Le citoyen Tautin a bien joué le rôle de Franck. On doit des éloges à l'acteur chargé du rôle odieux de Roland , ainsi qu'aux citoyens Raffile et Dumont, et aux citoyennes Lévesque, Dumouchel et Planté.

Ce drame est du citoyen Guilbert Pixerécourt , auteur de Victor ou l'Enfant de la forêt, et de Cœlina.

F. Babié.          

Journal du soir. 18 germinal, an IX. Des situations neuves et très-intéressantes, un second acte très-beau, un dialogue naturel et soigné, ont mérité un nouveau succès à l'auteur de Victor, de Cœlina, etc

Petites affiches. 18 germinal, an IX. Cet ouvrage offre beaucoup d'effet, particulièrement au second acte, qui finit d'une manière neuve et intéressante. Cet acte seul suffit pour assurer le succès de la pièce.

Ducray-Duminil.          

Courrier des spectacles, n° 1499 du 17 germinal an 9 [7 avril 1801], p. 2 :

[Le compte rendu propose une analyse rapide d’une intrigue fort compliquée (et elle n’est pas très claire sur la fin). On y retrouve bienl’essentiel des traits caractéristiques du mélodrame : le seigneur privé de tous ses biens, qui devient le pèlerin (qui se substitue à l’habituel ermite), les enfants perdus et retrouvés, le poison et la confusion des flacons, la révélation finale dans laquelle le méchant est puni et le pèlerin se voit rétabli dans ses droits. Rien sur la musique, rien sur les ballets évoqués dans le second article consacré à la pièce le 23 germinal [13 avril.]
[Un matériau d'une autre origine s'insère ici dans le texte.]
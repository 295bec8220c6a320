//! Vitals Insight - Deterministic insight engine for daily wellness metrics
//!
//! The engine consumes an ordered series of daily health records (sleep,
//! steps, heart rate, water, mood) and derives weekly summaries, trend
//! classifications, a weekly-focus recommendation, achievement badges, and
//! rule-based insight text. Every operation is a pure function of its
//! arguments: no shared state, no I/O, safe to call concurrently.
//!
//! ## Modules
//!
//! - **stats**: averaging, split-half trend detection, Pearson correlation
//! - **summary / focus / insights / badges**: windowed derivations over a record series
//! - **report**: aggregate JSON payload for the presentation layer

pub mod badges;
pub mod config;
pub mod error;
pub mod focus;
pub mod insights;
pub mod record;
pub mod report;
pub mod series;
pub mod stats;
pub mod summary;
pub mod types;

pub use badges::{Badge, BadgeKind};
pub use config::AnalyticsConfig;
pub use error::AnalyticsError;
pub use focus::FocusCategory;
pub use record::RecordAdapter;
pub use report::{ReportBuilder, REPORT_VERSION};
pub use stats::{average, pearson_correlation, trend};
pub use types::{DailyRecord, InsightReport, Metric, Polarity, TrendDirection, TrendResult};

/// Engine version embedded in all report payloads
pub const ENGINE_VERSION: &str = env!("CARGO_PKG_VERSION");

/// Producer name for report payloads
pub const PRODUCER_NAME: &str = "vitals-insight";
Théâtre de l’Ambigu-Comique.

La première représentation du Pélerin Blanc, mélodrame en 3 actes, donné hier à ce théâtre, obtint beaucoup de succès. Le fonds est tiré du roman intitulé : les Petits Orphelins du Hameau, du citoyen Ducray-Duminil. Voici comme le sujet a été traité.
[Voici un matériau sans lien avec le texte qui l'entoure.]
//! Rule-based insight text
//!
//! Classifies the trailing window's per-metric averages against the
//! configured thresholds and appends correlation callouts. Emission order is
//! fixed so output is deterministic: sleep, steps, water, heart rate, mood,
//! then sleep-mood and steps-heart-rate correlations. The presentation
//! layer may reorder for display.

use tracing::debug;

use crate::config::AnalyticsConfig;
use crate::error::AnalyticsError;
use crate::series::{metric_values, tail_window};
use crate::stats::{average, pearson_correlation};
use crate::types::{DailyRecord, Metric};

/// Generate insight strings for the trailing window of a record series
pub fn generate(
    records: &[DailyRecord],
    config: &AnalyticsConfig,
) -> Result<Vec<String>, AnalyticsError> {
    let window = tail_window(records, config.window_days);
    if window.is_empty() {
        return Err(AnalyticsError::EmptyInput);
    }

    let sleep = metric_values(window, Metric::Sleep);
    let steps = metric_values(window, Metric::Steps);
    let water = metric_values(window, Metric::Water);
    let heart_rate = metric_values(window, Metric::HeartRate);
    let mood = metric_values(window, Metric::Mood);

    let mut insights = Vec::new();

    sleep_insight(average(&sleep)?, config, &mut insights);
    steps_insight(average(&steps)?, config, &mut insights);
    water_insight(average(&water)?, config, &mut insights);
    heart_rate_insight(average(&heart_rate)?, config, &mut insights);
    mood_insight(average(&mood)?, config, &mut insights);

    if pearson_correlation(&sleep, &mood)? > config.sleep_mood_correlation_min {
        insights.push(
            "There appears to be a positive correlation between your sleep quality and mood. Prioritizing good sleep habits may help maintain your positive mood."
                .to_string(),
        );
    }

    if pearson_correlation(&steps, &heart_rate)? > config.steps_heart_correlation_min {
        insights.push(
            "Your increased activity levels appear to be having a positive impact on your heart health. Keep up the good work!"
                .to_string(),
        );
    }

    debug!(count = insights.len(), window = window.len(), "generated insights");
    Ok(insights)
}

fn sleep_insight(avg: f64, config: &AnalyticsConfig, out: &mut Vec<String>) {
    if avg < config.sleep_low_hours {
        out.push(
            "Try going to bed 30 minutes earlier to improve your sleep duration. Aim for 7-8 hours per night for optimal health."
                .to_string(),
        );
    } else if avg > config.sleep_high_hours {
        out.push(
            "You're sleeping more than average. While rest is important, excessive sleep can sometimes indicate other health issues."
                .to_string(),
        );
    } else {
        out.push(
            "Your sleep patterns are in a healthy range. Maintain your current sleep schedule for optimal rest."
                .to_string(),
        );
    }
}

fn steps_insight(avg: f64, config: &AnalyticsConfig, out: &mut Vec<String>) {
    if avg < config.steps_low {
        out.push(
            "Your step count is below the recommended 10,000 steps per day. Try adding a 15-minute walk to your daily routine."
                .to_string(),
        );
    } else if avg > config.steps_high {
        out.push(
            "Great job staying active! Your step count is above average. Make sure to balance activity with proper recovery."
                .to_string(),
        );
    }
}

fn water_insight(avg: f64, config: &AnalyticsConfig, out: &mut Vec<String>) {
    if avg < config.water_low_oz {
        out.push(
            "Try drinking 2 more cups of water daily to reach the recommended intake of 64 oz (8 cups)."
                .to_string(),
        );
    } else {
        out.push(
            "You're staying well-hydrated! Maintaining proper hydration supports energy levels and overall health."
                .to_string(),
        );
    }
}

fn heart_rate_insight(avg: f64, config: &AnalyticsConfig, out: &mut Vec<String>) {
    if avg > config.heart_rate_healthy_max {
        out.push(
            "Your resting heart rate is slightly elevated. Consider adding relaxation techniques like deep breathing to your daily routine."
                .to_string(),
        );
    } else if avg < config.heart_rate_healthy_min {
        out.push(
            "Your low resting heart rate may indicate good cardiovascular fitness. Continue with your current exercise routine."
                .to_string(),
        );
    }
}

fn mood_insight(avg: f64, config: &AnalyticsConfig, out: &mut Vec<String>) {
    if avg < config.mood_low {
        out.push(
            "Your mood ratings have been lower recently. Physical activity and social connections can help improve mood and mental wellbeing."
                .to_string(),
        );
    } else if avg > config.mood_high {
        out.push(
            "Your positive mood is excellent! Consider journaling about what's working well to maintain this positive trend."
                .to_string(),
        );
    }
}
Le comte de Castelli, après avoir vu son château embrasé par sa nièce, la baronne de Tresvil, et par Roland son associé, après avoir vu sa femme et ses enfans engloutis dans les flammes, a pris la résolution de fuir et de parcourir l’Asie et l’Afrique, sous le modeste habit de pélerin. Un ami lui écrit que ses enfans ont échappé au trépas, et que la Baronne les cherche par-tout. Il revient, se fait recevoir dans le château de la Baronne comme concierge, et afin d’inspirer moins de défiance, il feint d’être sourd et étranger. Les deux enfans, surpris dans le hameau d’Olival, dont les habitans veulent les adopter, sont conduits an château par Roland, qui découvre bientôt que ce sont les victimes qu’il cherche depuis long-tems. Il se décide à employer contre eux le poison, quoique la Baronne s’y oppose. Castelli suit tous ses mouvemens ; et voyant deux bouteilles préparées, dont une contient le poison, il a l'adresse de substituer l’une à l’autre; ensorte que Roland boit la liqueur qui doit le mener lentement au tombeau. Castelli délivre ensuite ses en fans, et leur facilite la sortie du château. Ils se réfugient au château d’Olival, où ils sont poursuivis par Roland. Castelli arrête alors les projets de ce monstre en se découvrant , et en lui déclarant qu’il a sauvé la vie à ses enfants. Les soldats de Roland emmènent le coupable, qui va recevoir le châtiment qu’il mérite.

Le second acte sur-tout de cet ouvrage est dramatique et plein d’effet.

L’auteur est le citoyen Guilbert-Pixérécourt.

F. J. B. P. G***

Le Pèlerin blanc ou les Orphelins du hameau est un des plus grands succès de Guilbert de Pixerécourt : il a connu, d'après la chronologie de ses œuvres (établie en 1841), 386 représentations à Paris et 1147 en province.